# Given data:
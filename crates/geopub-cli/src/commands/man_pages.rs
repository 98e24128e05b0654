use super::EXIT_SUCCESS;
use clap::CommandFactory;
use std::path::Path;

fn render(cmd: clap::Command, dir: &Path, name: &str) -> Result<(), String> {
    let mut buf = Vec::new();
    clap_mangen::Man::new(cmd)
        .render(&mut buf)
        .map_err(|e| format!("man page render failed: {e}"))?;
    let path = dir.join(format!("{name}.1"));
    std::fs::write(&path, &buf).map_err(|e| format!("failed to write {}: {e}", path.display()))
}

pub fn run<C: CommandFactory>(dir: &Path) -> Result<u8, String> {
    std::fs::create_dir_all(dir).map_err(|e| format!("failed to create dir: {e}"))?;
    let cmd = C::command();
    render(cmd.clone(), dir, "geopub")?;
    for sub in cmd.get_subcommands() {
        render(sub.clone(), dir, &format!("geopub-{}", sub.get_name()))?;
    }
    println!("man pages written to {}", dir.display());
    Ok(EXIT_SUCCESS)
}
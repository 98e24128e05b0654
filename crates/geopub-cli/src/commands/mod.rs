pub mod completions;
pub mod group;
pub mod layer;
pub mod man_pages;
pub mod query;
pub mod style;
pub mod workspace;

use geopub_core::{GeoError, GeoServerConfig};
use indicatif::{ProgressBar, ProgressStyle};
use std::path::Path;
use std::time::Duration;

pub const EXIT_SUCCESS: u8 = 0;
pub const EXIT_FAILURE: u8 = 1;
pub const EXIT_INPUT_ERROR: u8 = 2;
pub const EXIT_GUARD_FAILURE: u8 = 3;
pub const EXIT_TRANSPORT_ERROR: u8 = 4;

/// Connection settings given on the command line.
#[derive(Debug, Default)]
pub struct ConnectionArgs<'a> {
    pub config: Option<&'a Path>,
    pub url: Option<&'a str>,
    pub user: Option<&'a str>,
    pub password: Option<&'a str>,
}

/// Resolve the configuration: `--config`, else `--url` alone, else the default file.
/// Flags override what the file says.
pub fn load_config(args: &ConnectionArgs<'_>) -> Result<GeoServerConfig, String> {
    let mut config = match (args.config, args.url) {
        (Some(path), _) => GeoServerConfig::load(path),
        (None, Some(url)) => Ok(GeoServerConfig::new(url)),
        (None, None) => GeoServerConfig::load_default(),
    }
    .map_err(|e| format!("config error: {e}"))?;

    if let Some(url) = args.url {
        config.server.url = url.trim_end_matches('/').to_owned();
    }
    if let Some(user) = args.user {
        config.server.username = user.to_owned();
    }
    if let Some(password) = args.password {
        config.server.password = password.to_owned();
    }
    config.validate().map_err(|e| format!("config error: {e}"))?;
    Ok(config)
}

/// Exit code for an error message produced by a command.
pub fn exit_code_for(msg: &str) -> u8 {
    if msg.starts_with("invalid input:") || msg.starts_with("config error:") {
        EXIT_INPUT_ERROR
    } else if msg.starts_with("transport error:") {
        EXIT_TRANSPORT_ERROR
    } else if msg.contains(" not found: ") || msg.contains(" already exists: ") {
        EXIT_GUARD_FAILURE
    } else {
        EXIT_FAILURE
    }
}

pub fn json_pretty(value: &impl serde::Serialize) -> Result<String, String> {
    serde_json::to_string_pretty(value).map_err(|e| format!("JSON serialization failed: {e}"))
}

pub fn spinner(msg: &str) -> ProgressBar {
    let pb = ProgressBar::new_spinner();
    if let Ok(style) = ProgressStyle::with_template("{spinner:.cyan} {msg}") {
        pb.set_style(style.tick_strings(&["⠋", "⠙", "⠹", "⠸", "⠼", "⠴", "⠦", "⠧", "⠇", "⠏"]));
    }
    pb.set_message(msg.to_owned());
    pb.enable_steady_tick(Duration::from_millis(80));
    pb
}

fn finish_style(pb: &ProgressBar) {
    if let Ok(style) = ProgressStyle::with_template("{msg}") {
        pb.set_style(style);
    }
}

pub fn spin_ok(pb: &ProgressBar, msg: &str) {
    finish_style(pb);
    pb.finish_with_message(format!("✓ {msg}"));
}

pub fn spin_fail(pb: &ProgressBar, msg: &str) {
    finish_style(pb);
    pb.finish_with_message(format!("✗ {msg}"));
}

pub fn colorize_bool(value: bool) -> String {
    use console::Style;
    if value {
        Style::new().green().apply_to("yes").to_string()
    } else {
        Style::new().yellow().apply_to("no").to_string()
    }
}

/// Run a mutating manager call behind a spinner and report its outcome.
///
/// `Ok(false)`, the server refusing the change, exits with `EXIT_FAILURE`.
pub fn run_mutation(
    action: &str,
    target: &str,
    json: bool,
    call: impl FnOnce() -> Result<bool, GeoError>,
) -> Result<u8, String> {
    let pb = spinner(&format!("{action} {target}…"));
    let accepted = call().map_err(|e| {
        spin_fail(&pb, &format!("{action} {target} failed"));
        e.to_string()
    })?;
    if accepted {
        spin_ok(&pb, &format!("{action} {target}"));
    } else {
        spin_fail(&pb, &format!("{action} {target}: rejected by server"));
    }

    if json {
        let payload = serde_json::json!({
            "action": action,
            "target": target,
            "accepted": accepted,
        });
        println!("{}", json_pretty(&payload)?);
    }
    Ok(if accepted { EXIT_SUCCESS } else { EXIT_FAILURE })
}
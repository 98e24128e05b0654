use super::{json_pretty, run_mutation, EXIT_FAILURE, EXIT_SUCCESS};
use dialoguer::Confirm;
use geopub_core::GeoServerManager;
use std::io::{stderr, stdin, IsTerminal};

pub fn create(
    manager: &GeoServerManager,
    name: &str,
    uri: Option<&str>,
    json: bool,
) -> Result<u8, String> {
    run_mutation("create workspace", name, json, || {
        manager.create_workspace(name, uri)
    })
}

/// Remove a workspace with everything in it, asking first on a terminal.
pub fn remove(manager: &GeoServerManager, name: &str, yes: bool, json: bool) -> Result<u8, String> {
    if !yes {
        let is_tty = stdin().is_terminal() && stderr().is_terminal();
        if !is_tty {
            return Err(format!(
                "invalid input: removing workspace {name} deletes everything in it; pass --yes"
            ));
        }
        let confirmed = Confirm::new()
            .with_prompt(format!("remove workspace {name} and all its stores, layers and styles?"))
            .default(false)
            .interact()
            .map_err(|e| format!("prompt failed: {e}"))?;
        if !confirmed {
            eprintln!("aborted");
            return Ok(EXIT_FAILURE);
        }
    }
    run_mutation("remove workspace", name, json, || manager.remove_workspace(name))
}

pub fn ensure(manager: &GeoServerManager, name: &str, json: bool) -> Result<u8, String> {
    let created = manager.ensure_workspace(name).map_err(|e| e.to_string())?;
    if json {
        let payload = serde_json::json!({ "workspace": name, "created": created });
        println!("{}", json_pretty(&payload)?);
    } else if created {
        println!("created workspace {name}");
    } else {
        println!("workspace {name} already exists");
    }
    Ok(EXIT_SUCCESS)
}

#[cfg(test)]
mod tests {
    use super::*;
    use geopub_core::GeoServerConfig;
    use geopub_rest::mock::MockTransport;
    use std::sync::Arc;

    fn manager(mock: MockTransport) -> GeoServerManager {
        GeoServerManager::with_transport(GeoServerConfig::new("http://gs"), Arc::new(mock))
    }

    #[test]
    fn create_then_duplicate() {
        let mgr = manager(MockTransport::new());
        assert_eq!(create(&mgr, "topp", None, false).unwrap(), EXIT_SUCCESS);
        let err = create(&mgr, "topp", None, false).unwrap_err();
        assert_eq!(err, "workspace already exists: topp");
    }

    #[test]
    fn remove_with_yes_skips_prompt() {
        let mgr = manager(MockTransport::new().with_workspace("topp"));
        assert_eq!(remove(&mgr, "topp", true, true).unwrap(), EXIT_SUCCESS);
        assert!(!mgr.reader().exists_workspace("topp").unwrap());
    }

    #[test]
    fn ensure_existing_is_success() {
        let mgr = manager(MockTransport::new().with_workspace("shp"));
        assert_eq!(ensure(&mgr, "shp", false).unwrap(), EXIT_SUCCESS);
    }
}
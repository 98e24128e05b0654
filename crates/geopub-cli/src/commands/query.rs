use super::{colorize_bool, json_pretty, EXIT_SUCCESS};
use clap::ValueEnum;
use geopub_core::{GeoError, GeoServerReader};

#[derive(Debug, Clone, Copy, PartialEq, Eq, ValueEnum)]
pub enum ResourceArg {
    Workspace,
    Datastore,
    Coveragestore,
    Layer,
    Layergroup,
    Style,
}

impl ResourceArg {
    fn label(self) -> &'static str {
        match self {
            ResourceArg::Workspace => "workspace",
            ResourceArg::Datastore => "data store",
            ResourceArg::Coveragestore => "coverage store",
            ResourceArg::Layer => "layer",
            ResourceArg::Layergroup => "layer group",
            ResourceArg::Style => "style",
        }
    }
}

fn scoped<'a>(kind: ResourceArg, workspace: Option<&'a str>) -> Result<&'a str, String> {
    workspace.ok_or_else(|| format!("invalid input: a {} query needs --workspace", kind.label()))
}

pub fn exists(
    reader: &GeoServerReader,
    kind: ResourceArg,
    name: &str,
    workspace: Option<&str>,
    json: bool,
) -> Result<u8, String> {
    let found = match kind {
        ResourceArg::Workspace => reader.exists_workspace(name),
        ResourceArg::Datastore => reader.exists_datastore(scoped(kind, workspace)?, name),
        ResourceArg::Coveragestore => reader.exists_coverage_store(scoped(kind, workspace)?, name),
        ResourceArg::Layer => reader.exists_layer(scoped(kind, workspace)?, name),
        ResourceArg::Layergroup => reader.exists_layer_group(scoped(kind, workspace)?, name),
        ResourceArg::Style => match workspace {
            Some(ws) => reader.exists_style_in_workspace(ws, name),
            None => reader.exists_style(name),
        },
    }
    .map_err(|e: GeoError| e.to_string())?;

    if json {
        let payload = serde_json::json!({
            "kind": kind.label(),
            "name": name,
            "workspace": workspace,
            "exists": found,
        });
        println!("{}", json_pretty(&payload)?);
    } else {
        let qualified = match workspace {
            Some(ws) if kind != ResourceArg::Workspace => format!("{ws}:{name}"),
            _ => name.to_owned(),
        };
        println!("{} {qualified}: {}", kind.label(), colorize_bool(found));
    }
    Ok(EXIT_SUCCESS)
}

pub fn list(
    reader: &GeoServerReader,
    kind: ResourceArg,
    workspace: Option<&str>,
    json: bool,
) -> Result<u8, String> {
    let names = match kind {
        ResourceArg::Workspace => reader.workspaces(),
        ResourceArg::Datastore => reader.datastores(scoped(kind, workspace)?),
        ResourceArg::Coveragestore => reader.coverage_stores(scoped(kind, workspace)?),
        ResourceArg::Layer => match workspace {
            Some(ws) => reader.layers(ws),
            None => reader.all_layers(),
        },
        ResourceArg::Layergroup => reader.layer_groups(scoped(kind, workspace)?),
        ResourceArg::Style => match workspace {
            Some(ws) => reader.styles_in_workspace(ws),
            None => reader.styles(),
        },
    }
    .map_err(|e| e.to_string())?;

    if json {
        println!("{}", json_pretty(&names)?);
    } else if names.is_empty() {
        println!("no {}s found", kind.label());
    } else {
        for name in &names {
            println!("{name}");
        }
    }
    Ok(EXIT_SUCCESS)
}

# Action item:
In the listing above, find the line with "let is_tty = stdin().is_terminal()" and the line with "name: &str, json: bool)"; set down exactly those two lines and every line between them, nothing more.

# Problem solution:
        let is_tty = stdin().is_terminal() && stderr().is_terminal();
        if !is_tty {
            return Err(format!(
                "invalid input: removing workspace {name} deletes everything in it; pass --yes"
            ));
        }
        let confirmed = Confirm::new()
            .with_prompt(format!("remove workspace {name} and all its stores, layers and styles?"))
            .default(false)
            .interact()
            .map_err(|e| format!("prompt failed: {e}"))?;
        if !confirmed {
            eprintln!("aborted");
            return Ok(EXIT_FAILURE);
        }
    }
    run_mutation("remove workspace", name, json, || manager.remove_workspace(name))
}

pub fn ensure(manager: &GeoServerManager, name: &str, json: bool) -> Result<u8, String> {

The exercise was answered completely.